If the Muslim traders treated Sahul Hamid as an Awliya, the Hindu indentured labourers, used to idol worship, gave him a form and placed him in the sanctum along with other Hindu deities such as Madurai Veeran, Muneeswaran and Mariamman. “…this divinity is an integral part of most of the ‘Madrassi’ or South Indian Hindu temples in this region. In French Caribbean Islands of Guadeloupe and Martinique, Nagore Mira is worshipped in the form of a Boat and mast decorated with colourful flags. 786, the sacred Islamic number, can be found engraved on the boat,” writes Suresh Pillai, an interdisciplinary artist working at the intersection of arts, archaeology, and cultural artefacts to locate material history and empirical knowledge among living cultures.

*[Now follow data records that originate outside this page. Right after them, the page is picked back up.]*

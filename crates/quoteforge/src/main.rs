//! QuoteForge - business quotation builder
//!
//! Usage: quoteforge <COMMAND>

use std::env;
use std::error::Error;
use std::fs;
use std::io::{self, Write};
use std::path::PathBuf;
use std::process::ExitCode;

use log::info;

use quoteforge_api::ApiClient;
use quoteforge_layout::{FileStorage, LayoutStore};
use quoteforge_model::{CompanyProfile, QuotationDraft};
use quoteforge_render::print_document;

const VERSION: &str = env!("CARGO_PKG_VERSION");

#[tokio::main]
async fn main() -> ExitCode {
    // Initialize logging
    env_logger::Builder::from_env(env_logger::Env::default().default_filter_or("info"))
        .format_timestamp(None)
        .init();

    let args: Vec<String> = env::args().collect();

    if args.len() < 2 {
        print_usage(&args[0]);
        return ExitCode::FAILURE;
    }

    let command = args[1].as_str();

    match command {
        "--help" | "-h" => {
            print_usage(&args[0]);
            ExitCode::SUCCESS
        }
        "--version" | "-V" => {
            println!("QuoteForge {}", VERSION);
            ExitCode::SUCCESS
        }
        "--demo" => {
            // Print a sample quotation with the stored layout
            if let Err(e) = run_demo() {
                eprintln!("Error: {}", e);
                ExitCode::FAILURE
            } else {
                ExitCode::SUCCESS
            }
        }
        "--render" => {
            // Print a quotation loaded from a JSON file
            if args.len() < 3 {
                eprintln!("Usage: {} --render <PATH>", args[0]);
                return ExitCode::FAILURE;
            }
            if let Err(e) = run_render(&args[2]) {
                eprintln!("Error: {}", e);
                ExitCode::FAILURE
            } else {
                ExitCode::SUCCESS
            }
        }
        "--reset-layout" => {
            if let Err(e) = run_reset() {
                eprintln!("Error: {}", e);
                ExitCode::FAILURE
            } else {
                ExitCode::SUCCESS
            }
        }
        "--company" => {
            // Fetch the company profile from the backend
            if let Err(e) = run_fetch_company().await {
                eprintln!("Error: {}", e);
                ExitCode::FAILURE
            } else {
                ExitCode::SUCCESS
            }
        }
        "--save-company" => {
            if args.len() < 3 {
                eprintln!("Usage: {} --save-company <PATH>", args[0]);
                return ExitCode::FAILURE;
            }
            if let Err(e) = run_save_company(&args[2]).await {
                eprintln!("Error: {}", e);
                ExitCode::FAILURE
            } else {
                ExitCode::SUCCESS
            }
        }
        "--upload-logo" => {
            if args.len() < 3 {
                eprintln!("Usage: {} --upload-logo <PATH>", args[0]);
                return ExitCode::FAILURE;
            }
            if let Err(e) = run_upload_logo(&args[2]).await {
                eprintln!("Error: {}", e);
                ExitCode::FAILURE
            } else {
                ExitCode::SUCCESS
            }
        }
        other => {
            eprintln!("Unknown command: {}", other);
            print_usage(&args[0]);
            ExitCode::FAILURE
        }
    }
}

fn print_usage(program: &str) {
    println!(
        r#"QuoteForge {} - business quotation builder

USAGE:
    {} <COMMAND>

COMMANDS:
    -h, --help             Print this help message
    -V, --version          Print version information
    --demo                 Print a sample quotation with the stored layout
    --render <PATH>        Print a quotation loaded from a JSON file
    --reset-layout         Restore the default layout and styles
    --company              Fetch the company profile from the backend
    --save-company <PATH>  Save a company profile JSON to the backend
    --upload-logo <PATH>   Upload a company logo image

ENVIRONMENT:
    QUOTEFORGE_DATA        Layout storage directory (default: .quoteforge)
    QUOTEFORGE_API_URL     Backend base URL (default: http://localhost:5000/)
    QUOTEFORGE_TOKEN       Bearer token for backend requests

EXAMPLES:
    {} --demo
    {} --render quotation.json
    {} --upload-logo logo.png

"#,
        VERSION, program, program, program, program
    );
}

fn data_dir() -> PathBuf {
    env::var_os("QUOTEFORGE_DATA")
        .map(PathBuf::from)
        .unwrap_or_else(|| PathBuf::from(".quoteforge"))
}

fn open_store() -> LayoutStore<FileStorage> {
    LayoutStore::restored(FileStorage::new(data_dir()))
}

fn api_client() -> Result<ApiClient, Box<dyn Error>> {
    let base = env::var("QUOTEFORGE_API_URL").unwrap_or_else(|_| "http://localhost:5000/".into());
    let mut client = ApiClient::new(&base)?;
    if let Ok(token) = env::var("QUOTEFORGE_TOKEN") {
        client.set_token(token);
    }
    Ok(client)
}

/// Print a sample quotation
fn run_demo() -> Result<(), Box<dyn Error>> {
    let store = open_store();
    let draft = demo_quotation();

    let stdout = io::stdout();
    let mut out = stdout.lock();
    print_document(&draft, &store, &mut out)?;
    out.flush()?;
    Ok(())
}

/// Print a quotation loaded from a JSON file
fn run_render(path: &str) -> Result<(), Box<dyn Error>> {
    let json = fs::read_to_string(path).map_err(|e| format!("Failed to read {}: {}", path, e))?;
    let mut draft: QuotationDraft = serde_json::from_str(&json)?;
    draft.recalculate();

    let store = open_store();
    let stdout = io::stdout();
    let mut out = stdout.lock();
    print_document(&draft, &store, &mut out)?;
    out.flush()?;
    Ok(())
}

/// Restore the default layout and clear persisted state
fn run_reset() -> Result<(), Box<dyn Error>> {
    let mut store = open_store();
    store.reset()?;
    info!("Layout reset to defaults");
    Ok(())
}

/// Fetch and display the company profile
async fn run_fetch_company() -> Result<(), Box<dyn Error>> {
    let client = api_client()?;
    let profile = client.fetch_company().await?;

    if profile.is_empty() {
        println!("No company profile on record");
    } else {
        println!("{}", serde_json::to_string_pretty(&profile)?);
    }
    Ok(())
}

/// Save a company profile from a JSON file
async fn run_save_company(path: &str) -> Result<(), Box<dyn Error>> {
    let json = fs::read_to_string(path).map_err(|e| format!("Failed to read {}: {}", path, e))?;
    let profile: CompanyProfile = serde_json::from_str(&json)?;
    profile.validate()?;

    let client = api_client()?;
    let saved = client.save_company(&profile).await?;
    info!("Saved company profile for {}", saved.name);
    Ok(())
}

/// Upload a logo image
async fn run_upload_logo(path: &str) -> Result<(), Box<dyn Error>> {
    let bytes = fs::read(path).map_err(|e| format!("Failed to read {}: {}", path, e))?;
    let file_name = PathBuf::from(path)
        .file_name()
        .and_then(|s| s.to_str())
        .unwrap_or("logo")
        .to_string();

    let client = api_client()?;
    let url = client.upload_logo(&file_name, bytes).await?;
    println!("Logo uploaded: {}", url);
    Ok(())
}

/// Sample quotation content
fn demo_quotation() -> QuotationDraft {
    let mut draft = QuotationDraft::new();
    draft.company_name = "Acme Traders".to_string();
    draft.company_address = "14 Market Road, Pune".to_string();
    draft.company_phone = "9876543210".to_string();
    draft.company_email = "sales@acmetraders.in".to_string();
    draft.company_gstin = "27AAPFU0939F1ZV".to_string();
    draft.client_name = "Bluestone Interiors".to_string();
    draft.client_address = "2 Hill View, Mumbai".to_string();
    draft.quote_number = "QT-2024-001".to_string();
    draft.quote_date = "2024-06-01".to_string();
    draft.valid_until = "2024-06-30".to_string();
    draft.notes = "Delivery within 2 weeks of confirmation.".to_string();
    draft.terms = "50% advance, balance on delivery.".to_string();

    draft.set_item(0, "Modular workstation", 4.0, 12500.0);
    draft.add_item();
    draft.set_item(1, "Ergonomic chair", 8.0, 4200.0);
    draft.set_tax_rate(18.0);
    draft
}
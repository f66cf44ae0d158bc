//! Layout persistence error types

use thiserror::Error;

/// Layout operation result type
pub type LayoutResult<T> = Result<T, LayoutError>;

/// Layout persistence errors
///
/// In-memory mutations never fail; only the explicit save path can.
#[derive(Debug, Error)]
pub enum LayoutError {
    #[error("Failed to serialize layout snapshot: {0}")]
    Serialize(#[from] serde_json::Error),

    #[error("Storage write failed: {0}")]
    StorageWrite(#[from] std::io::Error),
}
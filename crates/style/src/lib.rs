//! QuoteForge Style System
//!
//! Typed style tokens for document blocks. Every attribute draws its value
//! from a fixed palette; anything outside the palette is rejected at the
//! mutation boundary and dropped when loading persisted state.

mod block_style;
mod error;
mod tokens;

pub use block_style::{BlockStyle, RawStyleOverride, StyleOverride};
pub use error::{StyleError, StyleResult};
pub use tokens::{
    BackgroundColor, BorderColor, BorderWidth, FontSize, FontWeight, Padding, StyleToken,
    TextColor,
};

Interestingly in Tamil Nadu itself, every year, at the beginning of the Kandhurior Urs festival in honour of the saint, festooned boats resembling ships, adorned with various flags, navigate their way through the streets of the old harbour town of Nagapattinam, before cruising through the national highway leading to Nagore. “It is really surprising how these big boats squeeze themselves through the narrow streets of Nagapattinam and Nagore before finally halting at the saints abode. After which the flags are raised on different minarets of the dargah on the first day of the Urs,” says Harini Kumar, a research scholar on Tamil Islam. Typical of the syncretic nature of the Sufi shrines, as the festival gathers momentum, various communities pay their respects to the saint, with specific non-Muslim families, including the fishermen, accorded hereditary honours.

While the syncretic nature is a common thread that runs through the Sufi beliefs, it is Nagore Miran the Sufi, emerging as the patron saint of the seas, enabling us to trace the path taken centuries ago by the Tamil Diaspora, that seems unique.